Sebab, kita tidak pernah berhasil menciptakan karya-karya orisinal yang adekuat sebagaimana para leluhur menciptakan dan mewariskannya kepada kita. Kita tinggal menjadi "peniron" atau "tetiron" alias followers atau bahkan penjiplak dari karya inovatif bangsa lain. Di periode post-modern ini, kita telah kehilangan daya untuk menciptakan karya-karya besar yang dikagumi dan jadi pionir dunia, seperti teknologi, perdagangan, ketentaraan hingga budaya bahari, Borobudur sebagai karya arsitektur, wayang kulit, keris, ratusan bahkan ribuan tarian hebat, varian dan teknik kulinasi yang mengagumkan, dan seterusnya.

Pada akhirnya, saya bisa memahami jika pemerintah demokratis memiliki alasan atau argumen untuk merebut posisi dominatif atas segala urusan publik. Namun, itu bukan alasan yang idealistis, justru cenderung ideologis, yang notabene memang diciptakan semata untuk status quo pemerintahan. Segalibnya, pemerintah menggunakan kuasa yang dipinjamkan rakyat kepadanya, fasilitas yang diberi ikhlas rakyatnya, semua permodalan yang diamanahkan rakyatnya, digunakan seoptimal mungkin untuk menciptakan pertumbuhan kehidupan dengan maraknya kreasi, ekspresi, dan inisiatif publik. Publiklah yang di muka, yang jadi wajah atau teras negara ini, bukan pemerintah.

Dominasi sebagai kata kerja semestinya punah dari libido kekuasaan pemerintah. Dominan sebagai kata sifat sebaiknya menjadi ambisi besar pemerintah sebagai pendorong, endorser, fasilitator, pembangkit dari semua kerja dan upaya rakyat. Tidak perlu membuat klaim apa yang dihasilkan sebagai milik atau karya pemerintah, tapi karya dan milik bangsa. Dengan itu, kita bisa melangkah tegak ke depan, menatap mata ke mata pada semua bangsa, dan berbusung dada karena mampu menciptakan karya-karya yang dihargai dunia karena pengaruhnya yang global.

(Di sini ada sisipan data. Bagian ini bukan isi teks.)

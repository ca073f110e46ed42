//! Base-N 编解码（Base58 及其变体字母表）
//!
//! 编码：把字节串视为大端整数逐位换算到目标基数，再为每个前导 0x00 字节补一个零符号。
//! 解码：去掉前导零符号，按位权换算回 256 进制，再补回同样数量的 0x00 字节。
//!
//! 两个方向都用小端数字数组做进位运算，复杂度 O(n²)，地址长度下足够。

use std::borrow::Cow;

use crate::crypto::hash::double_sha256;
use crate::error::{Result, WalletError};

/// Base58Check 校验和长度
pub const CHECKSUM_LEN: usize = 4;

/// Base-N 字母表
///
/// 第一个符号是"零符号"，编码时代表前导 0x00 字节。
#[derive(Debug, Clone, PartialEq, Eq)]
pub struct Alphabet {
    symbols: Cow<'static, [u8]>,
}

impl Alphabet {
    /// 比特币字母表
    pub const BITCOIN: Alphabet = Alphabet {
        symbols: Cow::Borrowed(b"123456789ABCDEFGHJKLMNPQRSTUVWXYZabcdefghijkmnopqrstuvwxyz"),
    };

    /// Ripple (XRP) 字母表，与比特币为同一组符号的不同排列
    pub const RIPPLE: Alphabet = Alphabet {
        symbols: Cow::Borrowed(b"rpshnaf39wBUDNEGHJKLM4PQRST7VWXYZ2bcdeCg65jkm8oFqi1tuvAxyz"),
    };

    /// 自定义字母表：至少两个符号，仅 ASCII，不能重复
    pub fn new(symbols: &str) -> Result<Self> {
        let bytes = symbols.as_bytes();
        if bytes.len() < 2 || bytes.len() > 256 {
            return Err(WalletError::InvalidEncoding(format!(
                "alphabet must have 2..=256 symbols, got {}",
                bytes.len()
            )));
        }
        if !symbols.is_ascii() {
            return Err(WalletError::InvalidEncoding(
                "alphabet must be ASCII".to_string(),
            ));
        }
        for (i, c) in bytes.iter().enumerate() {
            if bytes[..i].contains(c) {
                return Err(WalletError::InvalidEncoding(format!(
                    "duplicate alphabet symbol '{}'",
                    *c as char
                )));
            }
        }
        Ok(Self {
            symbols: Cow::Owned(bytes.to_vec()),
        })
    }

    pub fn radix(&self) -> usize {
        self.symbols.len()
    }

    pub fn zero_symbol(&self) -> u8 {
        self.symbols[0]
    }

    fn symbol(&self, digit: usize) -> u8 {
        self.symbols[digit]
    }

    fn digit_of(&self, symbol: u8) -> Option<usize> {
        self.symbols.iter().position(|&s| s == symbol)
    }
}

/// 编码任意字节序列
pub fn encode(bytes: &[u8], alphabet: &Alphabet) -> String {
    let zeros = bytes.iter().take_while(|&&b| b == 0).count();
    let radix = alphabet.radix() as u32;

    // 目标基数下的小端数字
    let mut digits: Vec<u32> = Vec::with_capacity(bytes.len() * 138 / 100 + 1);
    for &byte in &bytes[zeros..] {
        let mut carry = u32::from(byte);
        for digit in digits.iter_mut() {
            carry += *digit << 8;
            *digit = carry % radix;
            carry /= radix;
        }
        while carry > 0 {
            digits.push(carry % radix);
            carry /= radix;
        }
    }

    let mut out = String::with_capacity(zeros + digits.len());
    out.extend(std::iter::repeat(char::from(alphabet.zero_symbol())).take(zeros));
    // 字母表保证为 ASCII
    out.extend(
        digits
            .iter()
            .rev()
            .map(|&d| char::from(alphabet.symbol(d as usize))),
    );
    out
}

/// 解码；遇到字母表之外的符号返回 `None`
pub fn decode(input: &str, alphabet: &Alphabet) -> Option<Vec<u8>> {
    let symbols = input.as_bytes();
    let zero = alphabet.zero_symbol();
    let zeros = symbols.iter().take_while(|&&c| c == zero).count();
    let radix = alphabet.radix() as u32;

    // 256 进制的小端字节
    let mut bytes: Vec<u32> = Vec::with_capacity(symbols.len());
    for &c in &symbols[zeros..] {
        let mut carry = alphabet.digit_of(c)? as u32;
        for byte in bytes.iter_mut() {
            carry += *byte * radix;
            *byte = carry & 0xff;
            carry >>= 8;
        }
        while carry > 0 {
            bytes.push(carry & 0xff);
            carry >>= 8;
        }
    }

    let mut out = vec![0u8; zeros];
    out.extend(bytes.iter().rev().map(|&b| b as u8));
    Some(out)
}

/// Base58Check：payload 后附 double-SHA256 的前 4 字节
pub fn encode_check(payload: &[u8], alphabet: &Alphabet) -> String {
    let checksum = double_sha256(payload);
    let mut data = Vec::with_capacity(payload.len() + CHECKSUM_LEN);
    data.extend_from_slice(payload);
    data.extend_from_slice(&checksum[..CHECKSUM_LEN]);
    encode(&data, alphabet)
}

/// 解码并校验 Base58Check，返回去掉校验和的 payload
pub fn decode_check(input: &str, alphabet: &Alphabet) -> Option<Vec<u8>> {
    let data = decode(input, alphabet)?;
    if data.len() <= CHECKSUM_LEN {
        return None;
    }
    let (payload, checksum) = data.split_at(data.len() - CHECKSUM_LEN);
    if double_sha256(payload)[..CHECKSUM_LEN] != *checksum {
        return None;
    }
    Some(payload.to_vec())
}
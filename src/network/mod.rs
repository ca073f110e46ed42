//! 费用与网络层
//!
//! 每条链的 Provider 只负责和一个节点对话（请求/响应 DTO 映射），
//! 多节点切换由 [`HostFallback`] 统一处理。节点返回的“软错误”
//! （例如 Casper 的 purse not found）在各自的 Provider 内翻译成领域结果。

pub mod casper;
pub mod ethereum;
pub mod fallback;
pub mod insight;
pub mod rpc;
pub mod transport;
pub mod xrp;

use std::str::FromStr;

use rust_decimal::Decimal;
use serde_json::Value;

pub use casper::{CasperJsonRpcProvider, CasperNetworkProvider};
pub use ethereum::{EthereumJsonRpcProvider, EthereumNetworkProvider};
pub use fallback::HostFallback;
pub use insight::{InsightProvider, UtxoAddressInfo, UtxoFeeRates, UtxoNetworkProvider};
pub use rpc::JsonRpcClient;
pub use transport::{HttpTransport, ReqwestTransport};
pub use xrp::{XrpAccountInfo, XrpFeeDrops, XrpJsonRpcProvider, XrpNetworkProvider};

use crate::error::NetworkError;

/// 单个节点上的网络服务
pub trait NetworkProvider: Send + Sync {
    /// 节点地址
    fn host(&self) -> &str;
}

/// 去掉末尾的 `/`，便于拼接路径
pub(crate) fn trim_host(host: &str) -> String {
    host.trim_end_matches('/').to_string()
}

pub(crate) fn field<'a>(value: &'a Value, key: &str, host: &str) -> Result<&'a Value, NetworkError> {
    value
        .get(key)
        .filter(|v| !v.is_null())
        .ok_or_else(|| NetworkError::malformed(host, format!("missing field `{}`", key)))
}

pub(crate) fn str_field<'a>(value: &'a Value, key: &str, host: &str) -> Result<&'a str, NetworkError> {
    field(value, key, host)?
        .as_str()
        .ok_or_else(|| NetworkError::malformed(host, format!("field `{}` is not a string", key)))
}

/// 数字字段，兼容节点把整数编码成字符串的情况
pub(crate) fn u64_field(value: &Value, key: &str, host: &str) -> Result<u64, NetworkError> {
    let raw = field(value, key, host)?;
    raw.as_u64()
        .or_else(|| raw.as_str().and_then(|s| s.parse().ok()))
        .ok_or_else(|| NetworkError::malformed(host, format!("field `{}` is not an integer", key)))
}

/// 十进制数值（字符串或 JSON 数字），按文本解析避免浮点误差
pub(crate) fn decimal_of(value: &Value) -> Option<Decimal> {
    let text = match value {
        Value::String(s) => s.clone(),
        Value::Number(n) => n.to_string(),
        _ => return None,
    };
    Decimal::from_str(&text)
        .or_else(|_| Decimal::from_scientific(&text))
        .ok()
}

/// `0x` 前缀的十六进制数量（以太坊 JSON-RPC quantity）
pub(crate) fn parse_quantity(value: &Value, host: &str) -> Result<u128, NetworkError> {
    let text = value
        .as_str()
        .ok_or_else(|| NetworkError::malformed(host, format!("expected hex quantity, got {}", value)))?;
    let digits = text
        .strip_prefix("0x")
        .ok_or_else(|| NetworkError::malformed(host, format!("quantity {} lacks 0x prefix", text)))?;
    if digits.is_empty() {
        return Ok(0);
    }
    u128::from_str_radix(digits, 16)
        .map_err(|e| NetworkError::malformed(host, format!("bad quantity {}: {}", text, e)))
}

#[cfg(test)]
mod tests {
    use super::*;
    use serde_json::json;

    #[test]
    fn test_parse_quantity() {
        assert_eq!(parse_quantity(&json!("0x0"), "h").unwrap(), 0);
        assert_eq!(parse_quantity(&json!("0x"), "h").unwrap(), 0);
        assert_eq!(parse_quantity(&json!("0x1bc16d674ec80000"), "h").unwrap(), 2_000_000_000_000_000_000);
        assert!(parse_quantity(&json!("12"), "h").is_err());
        assert!(parse_quantity(&json!(12), "h").is_err());
    }

    #[test]
    fn test_field_helpers() {
        let value = json!({"a": "1", "b": 2, "c": null});
        assert_eq!(u64_field(&value, "a", "h").unwrap(), 1);
        assert_eq!(u64_field(&value, "b", "h").unwrap(), 2);
        assert!(field(&value, "c", "h").is_err());
        assert!(str_field(&value, "b", "h").is_err());
        assert_eq!(trim_host("https://a/api/"), "https://a/api");
        assert_eq!(decimal_of(&json!(0.01)), Some(Decimal::new(1, 2)));
        assert_eq!(decimal_of(&json!("1.50000000")), Some(Decimal::new(15, 1)));
        assert_eq!(decimal_of(&json!(null)), None);
    }
}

Apabila kita masih seperti ini, seperti kurcaci yang berteriak-teriak di gua kecilnya, menunggu putri cantik yang mengurus dan membuatnya gembira, saya percaya kita bukan saja berlari di tempat hingga keringat menderas bahkan darah pun tumpah. Boleh jadi dalam adab dan budaya kita mundur, bahkan lebih buruk lagi menjadi pathos dari kemuliaan adab dan budaya yang diwariskan leluhur kita. Pesimistiskah? Siniskah? Mudah-mudahan tidak ada yang salah membaca.